● **WHAT TO WORK ON**
When the string "build" is part of a line below, that line should be copied.
(ENTRIES PROVIDED)
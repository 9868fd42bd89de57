//! Harness: drive a mounted screen without a host UI.
//!
//! The `Harness` mounts a document against [`FakeEffects`], then lets a test
//! type into fields, tap elements by id and inspect the re-rendered tree.

use std::sync::Arc;

use serde_json::Value;

use super::fakes::FakeEffects;
use super::snapshot::element_to_string;
use crate::action::{ActionObserver, ChainReport};
use crate::app::{App, AppConfig};
use crate::screen::Screen;
use crate::tree::Element;
use crate::widget::WidgetRegistry;

// ---------------------------------------------------------------------------
// Harness
// ---------------------------------------------------------------------------

/// A headless screen driver for testing.
///
/// ```ignore
/// let mut h = Harness::new(&json!({"type": "Button", "properties": {"id": "go"},
///     "events": {"tap": {"action": "navigate", "target": "home"}}}));
/// h.tap("go").await;
/// assert_eq!(h.fakes().navigator.targets(), vec!["home"]);
/// ```
pub struct Harness {
    fakes: FakeEffects,
    app: App,
    screen: Screen,
}

impl Harness {
    /// Mount `document` with the built-in widgets and default config.
    pub fn new(document: &Value) -> Self {
        Self::build(document, AppConfig::default(), WidgetRegistry::with_builtins(), None)
    }

    /// Mount `document` with a custom registry.
    pub fn with_registry(document: &Value, registry: WidgetRegistry) -> Self {
        Self::build(document, AppConfig::default(), registry, None)
    }

    /// Mount `document` with a custom config and an optional observer.
    pub fn with_config(
        document: &Value,
        config: AppConfig,
        observer: Option<Arc<dyn ActionObserver>>,
    ) -> Self {
        Self::build(document, config, WidgetRegistry::with_builtins(), observer)
    }

    fn build(
        document: &Value,
        config: AppConfig,
        registry: WidgetRegistry,
        observer: Option<Arc<dyn ActionObserver>>,
    ) -> Self {
        let fakes = FakeEffects::new();
        let mut app = App::new(config, registry, fakes.effects());
        if let Some(observer) = observer {
            app = app.with_observer(observer);
        }
        let screen = app.mount(document);
        Self { fakes, app, screen }
    }

    // ── Interaction ──────────────────────────────────────────────────

    /// Replace the text of input field `field_id`.
    pub fn type_text(&mut self, field_id: &str, text: &str) {
        self.screen.inputs().set_value(field_id, text);
    }

    /// Run the `tap` trigger of the element with `id` to completion, then
    /// refresh. Returns `None` if there is no such trigger.
    pub async fn tap(&mut self, id: &str) -> Option<ChainReport> {
        self.fire(id, "tap").await
    }

    /// Run the `event` trigger of the element with `id`, then refresh.
    pub async fn fire(&mut self, id: &str, event: &str) -> Option<ChainReport> {
        let trigger = self.screen.trigger(id, event)?;
        let report = trigger.run().await;
        self.screen.refresh();
        Some(report)
    }

    /// Dispatch a raw descriptor, then refresh.
    pub async fn dispatch(&mut self, descriptor: &Value) -> ChainReport {
        let report = self.screen.dispatch(descriptor).await;
        self.screen.refresh();
        report
    }

    // ── Inspection ───────────────────────────────────────────────────

    pub fn element(&self) -> &Element {
        self.screen.element()
    }

    /// The current tree as text (see [`element_to_string`]).
    pub fn snapshot(&self) -> String {
        element_to_string(self.screen.element())
    }

    pub fn fakes(&self) -> &FakeEffects {
        &self.fakes
    }

    pub fn app(&self) -> &App {
        &self.app
    }

    pub fn screen(&self) -> &Screen {
        &self.screen
    }

    pub fn screen_mut(&mut self) -> &mut Screen {
        &mut self.screen
    }
}

// ===========================================================================
// Tests
// ===========================================================================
(End ENTRIES PROVIDED)
● **WRITTEN REPLY**
        Self::build(document, AppConfig::default(), WidgetRegistry::with_builtins(), None)
        Self::build(document, AppConfig::default(), registry, None)
        Self::build(document, config, WidgetRegistry::with_builtins(), observer)
    fn build(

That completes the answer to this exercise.